Then, run this Python script to import data into DBeaver.

import pandas as pd
import json
import boto3
import psycopg2
import time
import glob
import os
import numpy as np
from dotenv import load_dotenv

# ==========================================
# 1. CONFIGURATION & SECURITY
# ==========================================
current_dir = os.path.dirname(os.path.abspath(__file__))
env_path = os.path.join(current_dir, 'pass.env')
load_dotenv(env_path)

CSV_FOLDER = './database' 
DB_HOST = os.getenv("DB_HOST")
DB_NAME = os.getenv("DB_NAME")
DB_USER = os.getenv("DB_USER")
DB_PASS = os.getenv("DB_PASS")

# AWS Connection
bedrock = boto3.client(
    service_name='bedrock-runtime', 
    region_name='ap-southeast-1', 
    aws_access_key_id=os.getenv("aws_access_key_id"),
    aws_secret_access_key=os.getenv("aws_secret_access_key")
)

# ==========================================
# 2. TRANSLATION DICTIONARY (MOST IMPORTANT)
# ==========================================

# A. Translate Column Names (For AI context)
COLUMN_MAP = {
    "price": "Price", "gia": "Price", "cost": "Cost", "fee": "Fee",
    "stock": "Stock", "so_luong": "Stock",
    "description": "Description", "mo_ta": "Description", "chi_tiet": "Details",
    "origin": "Origin", "xuat_xu": "Origin",
    "material": "Material", "chat_lieu": "Material",
    "color": "Color", "mau_sac": "Color",
    "weight": "Weight", "trong_luong": "Weight",
    "food_type": "Food Type",
    "usage_target": "Suitable for bird species",
    "furniture_type": "Furniture Type",
    "time": "Processing Time", "thoi_gian": "Processing Time",
    "method_name": "Method Name"
}

# B. Translate Values (For Website display) <--- PART YOU NEED
VALUE_TRANSLATIONS = {
    "FOODS": "Food",
    "Foods": "Food",
    "foods": "Food",

    "TOYS": "Toys",
    "Toys": "Toys",
    "toys": "Toys",

    "FURNITURE": "Furniture",
    "Furniture": "Furniture",
    "furniture": "Furniture",

    "Bird": "Pet Bird",
    "bird": "Pet Bird"
}

# --- AUXILIARY FUNCTIONS ---
def get_embedding(text):
    try:
        if not text or len(str(text)) < 5: return None
        body = json.dumps({"texts": [str(text)], "input_type": "search_document", "truncate": "END"})
        response = bedrock.invoke_model(body=body, modelId="cohere.embed-multilingual-v3", accept="application/json", contentType="application/json")
        return json.loads(response['body'].read())['embeddings'][0]
    except: return None

def clean(val):
    if pd.isna(val) or str(val).lower() in ['nan', 'none', '', 'null']: return ""
    val_str = str(val).strip()

    # --- AUTO TRANSLATE HERE ---
    # If the value exists in the translation dictionary, replace it immediately
    if val_str in VALUE_TRANSLATIONS:
        return VALUE_TRANSLATIONS[val_str]

    return val_str

def main():
    try:
        conn = psycopg2.connect(host=DB_HOST, database=DB_NAME, user=DB_USER, password=DB_PASS, port=5433) # Note the SSH port 5433
        cur = conn.cursor()
        print("✅ Database connection successful!")
    except Exception as e:
        print(f"❌ DB Connection Error: {e}"); return

    csv_files = glob.glob(os.path.join(CSV_FOLDER, "*.csv"))
    print(f"📂 Found {len(csv_files)} CSV files.")

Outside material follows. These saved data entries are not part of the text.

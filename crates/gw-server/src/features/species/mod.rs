//! Species metadata (`GET /species`, `GET /species/:species_id`)

pub mod queries;
pub mod routes;

pub use queries::ListSpeciesQuery;
pub use routes::species_routes;
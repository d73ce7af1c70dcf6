//! Parsers for user-supplied geneset files
//!
//! - [`batch`]: the multi-geneset batch upload format
//! - [`score`]: the score header grammar (`P-Value < 0.05`, `Binary`, ...)
//! - [`encoding`]: decoding raw upload bytes into text

pub mod batch;
pub mod encoding;
pub mod score;

pub use batch::{parse_batch, BatchGeneset, BatchParseOutcome, BatchParser, ParserState};
pub use encoding::decode_upload;
pub use score::parse_score;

    # Statistics variables
    stats = {"bird": 0, "food": 0, "toy": 0, "furniture": 0, "best_sellers": []}
    total_success = 0

    for file_path in csv_files:
        filename = os.path.basename(file_path).lower()
        print(f"\n--- Processing file: {filename} ---")

        try:
            df = pd.read_csv(file_path)
            df = df.replace({np.nan: None}) 

            # Auto-detect category (Prefix)
            category_prefix = "Product"
            if "bird" in filename: category_prefix = "Bird Species"
            elif "food" in filename: category_prefix = "Bird Food"
            elif "toy" in filename or "do_choi" in filename: category_prefix = "Bird Toy"
            elif "furniture" in filename: category_prefix = "Cage Furniture"
            elif "ship" in filename or "delivery" in filename: category_prefix = "Shipping Method"
            elif "payment" in filename: category_prefix = "Payment Method"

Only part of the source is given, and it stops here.